Professor Dr. Martin Vingron
Martin Vingron studied mathematics in Vienna, Austria, and received his PhD in mathematics in 1991 from Heidelberg University for work done at EMBL, the European Molecular Biology Laboratory. After two postdocs in Los Angeles and Bonn, respectively, he became head of the Theoretical Bioinformatics Division at the German Cancer Research Center (DKFZ). In 2000 he became a Scientific Member of Max Planck Society and moved to the MPIMG in Berlin. Vingron was awarded the Max Planck Research Prize in 2004. He is a member of the German Academy of Sciences Leopoldina and an Elected Fellow of the International Society for Computational Biology. He holds an adjunct professorship (“Honorarprofessur”) at Freie Universität Berlin.
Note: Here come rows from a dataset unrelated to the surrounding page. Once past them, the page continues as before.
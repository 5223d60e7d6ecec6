//! Box alignment keywords used by grid containers and grid items.
//!
//! Spec: CSS Box Alignment Module Level 3
//! <https://www.w3.org/TR/css-align-3/>

/// Inline base direction.
#[derive(Debug, Clone, Copy, PartialEq, Eq, Default, Hash)]
pub enum Direction {
    /// Left to right
    #[default]
    Ltr,
    /// Right to left
    Rtl,
}

impl Direction {
    pub const fn is_ltr(self) -> bool {
        matches!(self, Self::Ltr)
    }
}

/// Minimal writing mode subset.
///
/// Spec: <https://www.w3.org/TR/css-writing-modes-4/#writing-mode>
#[derive(Debug, Clone, Copy, PartialEq, Eq, Default, Hash)]
pub enum WritingMode {
    /// Horizontal-tb: inline direction is horizontal; block direction is vertical.
    #[default]
    HorizontalTb,
    /// Vertical-rl: inline direction is vertical, block advances to the left.
    VerticalRl,
    /// Vertical-lr: inline direction is vertical, block advances to the right.
    VerticalLr,
}

impl WritingMode {
    /// Check if lines of text run horizontally.
    pub const fn is_horizontal(self) -> bool {
        matches!(self, Self::HorizontalTb)
    }

    /// Check if the block axis runs right to left.
    pub const fn is_flipped_blocks(self) -> bool {
        matches!(self, Self::VerticalRl)
    }

    /// Check if `other` lays its inline axis along this mode's block axis.
    pub const fn is_orthogonal_to(self, other: Self) -> bool {
        self.is_horizontal() != other.is_horizontal()
    }
}

/// `<overflow-position>`
///
/// Spec: §4.4 Overflow Alignment
#[derive(Debug, Clone, Copy, PartialEq, Eq, Default, Hash)]
pub enum OverflowAlignment {
    /// No keyword given
    #[default]
    Default,
    /// Never overflow the start edge
    Safe,
    /// Honour the requested alignment even when it overflows
    Unsafe,
}

/// `<content-position>` for `justify-content`/`align-content`.
#[derive(Debug, Clone, Copy, PartialEq, Eq, Default, Hash)]
pub enum ContentPosition {
    /// `normal`
    #[default]
    Normal,
    Start,
    End,
    Center,
    /// Equivalent to `start` outside flex layout
    FlexStart,
    /// Equivalent to `end` outside flex layout
    FlexEnd,
    Left,
    Right,
    /// Baseline content alignment is not computed; behaves as `start`
    Baseline,
    /// Baseline content alignment is not computed; behaves as `start`
    LastBaseline,
}

/// `<content-distribution>` for `justify-content`/`align-content`.
#[derive(Debug, Clone, Copy, PartialEq, Eq, Default, Hash)]
pub enum ContentDistribution {
    /// No distribution keyword
    #[default]
    Default,
    SpaceBetween,
    SpaceAround,
    SpaceEvenly,
    Stretch,
}

impl ContentDistribution {
    /// The `<content-position>` used when the distribution cannot be applied.
    ///
    /// Spec: §5.1 `<content-distribution>` fallback alignment
    pub const fn fallback_position(self) -> ContentPosition {
        match self {
            Self::SpaceBetween | Self::Stretch => ContentPosition::Start,
            Self::SpaceAround | Self::SpaceEvenly => ContentPosition::Center,
            Self::Default => ContentPosition::Normal,
        }
    }
}

/// A complete `justify-content` or `align-content` value.
#[derive(Debug, Clone, Copy, PartialEq, Eq, Default, Hash)]
pub struct ContentAlignment {
    pub position: ContentPosition,
    pub distribution: ContentDistribution,
    pub overflow: OverflowAlignment,
}

impl ContentAlignment {
    /// A `<content-position>` value.
    pub const fn position(position: ContentPosition) -> Self {
        Self {
            position,
            distribution: ContentDistribution::Default,
            overflow: OverflowAlignment::Default,
        }
    }

    /// A `<content-distribution>` value.
    pub const fn distribution(distribution: ContentDistribution) -> Self {
        Self {
            position: ContentPosition::Normal,
            distribution,
            overflow: OverflowAlignment::Default,
        }
    }

    /// Same value with an `<overflow-position>`.
    #[must_use]
    pub const fn with_overflow(mut self, overflow: OverflowAlignment) -> Self {
        self.overflow = overflow;
        self
    }

    /// `normal` behaves as `stretch` in grid containers.
    pub const fn resolved_distribution(self) -> ContentDistribution {
        match (self.position, self.distribution) {
            (ContentPosition::Normal, ContentDistribution::Default) => ContentDistribution::Stretch,
            (_, distribution) => distribution,
        }
    }

    /// The position to use, falling back from the distribution when `normal`.
    pub const fn resolved_position(self) -> ContentPosition {
        match self.position {
            ContentPosition::Normal => self.resolved_distribution().fallback_position(),
            position => position,
        }
    }
}

/// `<self-position>` (plus `auto`, `normal`, `stretch` and baselines) for
/// `justify-self`/`align-self` and their `-items` defaults.
#[derive(Debug, Clone, Copy, PartialEq, Eq, Default, Hash)]
pub enum ItemPosition {
    /// Use the container's `justify-items`/`align-items`
    #[default]
    Auto,
    /// Behaves as `stretch` for grid items
    Normal,
    Start,
    End,
    Center,
    Stretch,
    SelfStart,
    SelfEnd,
    FlexStart,
    FlexEnd,
    Left,
    Right,
    /// Baseline self-alignment is not computed; behaves as `start`
    Baseline,
    /// Baseline self-alignment is not computed; behaves as `start`
    LastBaseline,
}

/// A complete `justify-self`/`align-self` (or `-items`) value.
#[derive(Debug, Clone, Copy, PartialEq, Eq, Default, Hash)]
pub struct SelfAlignment {
    pub position: ItemPosition,
    pub overflow: OverflowAlignment,
}

impl SelfAlignment {
    pub const fn new(position: ItemPosition) -> Self {
        Self {
            position,
            overflow: OverflowAlignment::Default,
        }
    }

    /// Same value with an `<overflow-position>`.
    #[must_use]
    pub const fn with_overflow(mut self, overflow: OverflowAlignment) -> Self {
        self.overflow = overflow;
        self
    }

    /// Resolve `auto` against the container's `-items` value, then `normal` to `stretch`.
    #[must_use]
    pub const fn resolve(self, container_default: Self) -> Self {
        let resolved = match self.position {
            ItemPosition::Auto => container_default,
            _ => self,
        };
        match resolved.position {
            ItemPosition::Auto | ItemPosition::Normal => Self {
                position: ItemPosition::Stretch,
                overflow: resolved.overflow,
            },
            _ => resolved,
        }
    }
}

#[cfg(test)]
mod tests {
    use super::*;

    /// # Panics
    /// Panics if `normal` content alignment does not resolve to stretch/start.
    #[test]
    fn normal_content_alignment_is_stretch() {
        let normal = ContentAlignment::default();
        assert_eq!(normal.resolved_distribution(), ContentDistribution::Stretch);
        assert_eq!(normal.resolved_position(), ContentPosition::Start);

        let around = ContentAlignment::distribution(ContentDistribution::SpaceAround);
        assert_eq!(around.resolved_position(), ContentPosition::Center);

        let end = ContentAlignment::position(ContentPosition::End);
        assert_eq!(end.resolved_distribution(), ContentDistribution::Default);
        assert_eq!(end.resolved_position(), ContentPosition::End);
    }

    /// # Panics
    /// Panics if `auto` does not pick up the container default.
    #[test]
    fn self_alignment_resolution() {
        let container = SelfAlignment::new(ItemPosition::Center);
        assert_eq!(
            SelfAlignment::default().resolve(container).position,
            ItemPosition::Center
        );
        assert_eq!(
            SelfAlignment::default()
                .resolve(SelfAlignment::default())
                .position,
            ItemPosition::Stretch
        );
        let own = SelfAlignment::new(ItemPosition::End).with_overflow(OverflowAlignment::Safe);
        assert_eq!(own.resolve(container), own);
    }
}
Martin Vingron works on various aspects of computational molecular biology. He develops and applies both algorithmic and statistical techniques to the questions of molecular biology and of genome research. After several years in the fields of biological sequence analysis, sequence comparison, and molecular evolution, he turned to questions of data analysis in functional genomics, in particular gene expression data. Currently Vingron works on employing sequence analysis and functional genomics for the purpose of studying gene regulation. The emphasis is on the interplay of epigenetic modifications and gene regulation.